I'm running a simulation with thousands of MPI processes and need to write output data to a small set of files. For example, even though I might have 10,000 processes I only want to write out 10 files, with 1,000 writing to each one (at some appropriate offset). AFAIK the correct way to do this is to create a new communicator for the groups of processes that will be writing to the same files, open a shared file for that communicator with MPI_File_open()
, and then write to it with MPI_File_write_at_all()
. Is that correct? The following code is a toy example that I wrote up:
#include <mpi.h>
#include <math.h>
#include <stdio.h>
const int MAX_NUM_FILES = 4;
int main(){
MPI_Init(NULL, NULL);
int rank;
MPI_Comm_rank(MPI_COMM_WORLD, &rank);
int numProcs;
MPI_Comm_size(MPI_COMM_WORLD, &numProcs);
int numProcsPerFile = ceil(((double) numProcs) / MAX_NUM_FILES);
int targetFile = rank / numProcsPerFile;
MPI_Comm fileComm;
MPI_Comm_split(MPI_COMM_WORLD, targetFile, rank, &fileComm);
int targetFileRank;
MPI_Comm_rank(fileComm, &targetFileRank);
char filename[20]; // Sufficient for testing purposes
snprintf(filename, 20, "out_%d.dat", targetFile);
printf(
"Proc %d: writing to file %s with rank %d\n", rank, filename,
targetFileRank);
MPI_File outFile;
MPI_File_open(
fileComm, filename, MPI_MODE_CREATE | MPI_MODE_WRONLY,
MPI_INFO_NULL, &outFile);
char bufToWrite[4];
snprintf(bufToWrite, 4, "%3d", rank);
MPI_File_write_at_all(
outFile, targetFileRank * 3,
bufToWrite, 3, MPI_CHAR, MPI_STATUS_IGNORE);
MPI_File_close(&outFile);
MPI_Finalize();
}
I can compile with mpicc file.c -lm
and run, say, 20 processes with mpirun -np 20 a.out
, and I get the expected output (four files with five entries each), but I'm unsure whether this is the technically correct/most optimal way of doing it. Is there anything I should do differently?
Your approach is correct. To clarify, we need to revisit the standard and the definitions. MPI_File_Open API from MPI: A Message-Passing Interface Standard Version 2.2 (page 391)
int MPI_File_open(MPI_Comm comm, char *filename, int amode, MPI_Info info, MPI_File *fh)
Description:
MPI_FILE_OPEN opens the file identified by the file name filename on all processes in the comm communicator group.
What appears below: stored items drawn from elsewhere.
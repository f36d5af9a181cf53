//! Property-based tests for determinism guarantees

use proptest::prelude::*;
use serde_json::{json, Value};
use trest::contract::{Operation, Parameter, ParameterLocation};
use trest::evaluate::{evaluate_value, EvaluationContext};
use trest::extract::extract_scenarios;
use trest::generate::generate_request;
use trest::types::{ScenarioId, Variables};

fn contract_with(paths: &[(String, usize)]) -> Value {
    let mut document = json!({ "openapi": "3.0.3", "paths": {} });
    for (path, count) in paths {
        let scenarios: Vec<Value> = (0..*count)
            .map(|i| json!({ "name": format!("scenario {}", i) }))
            .collect();
        document["paths"][path.as_str()] = json!({
            "get": {
                "responses": {
                    "200": { "description": "ok", "x-trest-scenarios": scenarios }
                }
            }
        });
    }
    document
}

fn string_parameter(name: &str, location: ParameterLocation) -> Parameter {
    Parameter {
        name: name.to_string(),
        location,
        schema: Some(json!({ "type": "string" })),
    }
}

fn operation() -> Operation {
    Operation {
        path: "/items/{id}".to_string(),
        method: "get".to_string(),
        parameters: vec![
            string_parameter("X-Request-Id", ParameterLocation::Header),
            string_parameter("id", ParameterLocation::Path),
        ],
    }
}

fn template_free() -> impl Strategy<Value = Value> {
    let leaf = prop_oneof![
        Just(Value::Null),
        any::<bool>().prop_map(Value::from),
        any::<i64>().prop_map(Value::from),
        "[a-zA-Z0-9 _.|-]{0,16}".prop_map(Value::from),
    ];
    leaf.prop_recursive(3, 24, 4, |inner| {
        prop_oneof![
            prop::collection::vec(inner.clone(), 0..4).prop_map(Value::Array),
            prop::collection::btree_map("[a-z]{1,6}", inner, 0..4)
                .prop_map(|fields| Value::Object(fields.into_iter().collect())),
        ]
    })
}

proptest! {
    /// Same contract, same identifiers and coordinates
    #[test]
    fn test_extraction_is_deterministic(
        paths in prop::collection::btree_map("/[a-z]{1,8}", 1usize..4, 1..4)
    ) {
        let paths: Vec<(String, usize)> = paths.into_iter().collect();
        let first = extract_scenarios(contract_with(&paths)).unwrap();
        let second = extract_scenarios(contract_with(&paths)).unwrap();

        prop_assert_eq!(&first.coordinates, &second.coordinates);
        let expected: usize = paths.iter().map(|(_, count)| count).sum();
        prop_assert_eq!(first.coordinates.len(), expected);
    }

    #[test]
    fn test_request_generation_is_idempotent(bytes in any::<[u8; 16]>()) {
        let scenario_id = ScenarioId::from_bytes(bytes);
        let first = generate_request(&operation(), scenario_id).unwrap();
        let second = generate_request(&operation(), scenario_id).unwrap();
        prop_assert_eq!(first, second);
    }

    #[test]
    fn test_distinct_scenarios_get_distinct_requests(
        a in any::<[u8; 16]>(),
        b in any::<[u8; 16]>()
    ) {
        prop_assume!(a != b);
        let first = generate_request(&operation(), ScenarioId::from_bytes(a)).unwrap();
        let second = generate_request(&operation(), ScenarioId::from_bytes(b)).unwrap();
        prop_assert_ne!(&first.headers, &second.headers);
        prop_assert_ne!(&first.path, &second.path);
    }

    /// Values without template expressions evaluate to themselves
    #[test]
    fn test_evaluation_leaves_plain_values_untouched(value in template_free()) {
        let variables = Variables::new();
        let context = EvaluationContext::new(&variables, json!({}), ScenarioId::from_bytes([7; 16]));
        prop_assert_eq!(evaluate_value(&value, &context).unwrap(), value);
    }
}
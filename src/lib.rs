//! Trest: Contract-Test Orchestration
//!
//! Extracts test scenarios embedded in an API contract, gives each a
//! content-addressed identity, and runs them through pluggable backend modules:
//! given-phase seeding, one HTTP invocation per scenario and server, then-phase
//! assertions, and a pass/fail report.

pub mod backend;
pub mod config;
pub mod contract;
pub mod error;
pub mod evaluate;
pub mod extract;
pub mod generate;
pub mod identity;
pub mod invoke;
pub mod logging;
pub mod merge;
pub mod orchestrator;
pub mod types;

pub use backend::{
    CassandraModule, CqlConnector, CqlSession, GivenModule, Module, ModuleContext, ModuleRegistry,
    ResponseModule, ThenModule, Verdict,
};
pub use config::{ConfigLoader, HttpConfig, TrestConfig};
pub use contract::{load_document, Contract};
pub use error::{ConfigError, ContractError, EvaluationError, ModuleError, RunError, TransportError};
pub use extract::{extract_scenarios, Extraction};
pub use invoke::{HttpInvoker, RequestInvoker};
pub use merge::merge_scenarios;
pub use orchestrator::{Orchestrator, RunReport, RunState};
pub use types::{ScenarioId, Variables};
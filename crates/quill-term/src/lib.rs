// SPDX-License-Identifier: MIT
//
// quill-term — Terminal backend for quill.
//
// Direct terminal control via ANSI escape sequences and raw termios:
// no TUI framework in between. The crate splits into four small
// modules: raw-mode management with guaranteed restore, escape
// sequence output, a byte-stream input parser, and a blocking
// keyboard that ties the last two together over stdin.

pub mod ansi;
pub mod input;
pub mod keyboard;
pub mod terminal;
MPI_FILE_OPEN is a collective routine: all processes must provide the same value for amode, and all processes must provide filenames that reference the same file. (Values for info may vary.) comm must be an intracommunicator; it is erroneous to pass an intercommunicator to MPI_FILE_OPEN.
intracommunicator vs intercommunicator (page 134):
For the purposes of this chapter, it is sufficient to know that there are two types of communicators: intra-communicators and inter-communicators. An intracommunicator can be thought of as an identifier for a single group of processes linked with a context. An intercommunicator identifies two distinct groups of processes linked with a context.
The point of passing an intracommunicator to MPI_File_open()
is to specify a set of processes that will perform operations on the file. This information is needed by the MPI runtime, so it could enforce appropriate synchronizations when collective I/O operations occur. It is the programmer's responsibility to understand the logic of the application and create/choose the correct intracommunicators.
MPI_Comm_Split()
in a powerful API that allows to split a communicating group into disjoint subgroups to use for different use cases including MPI I/O.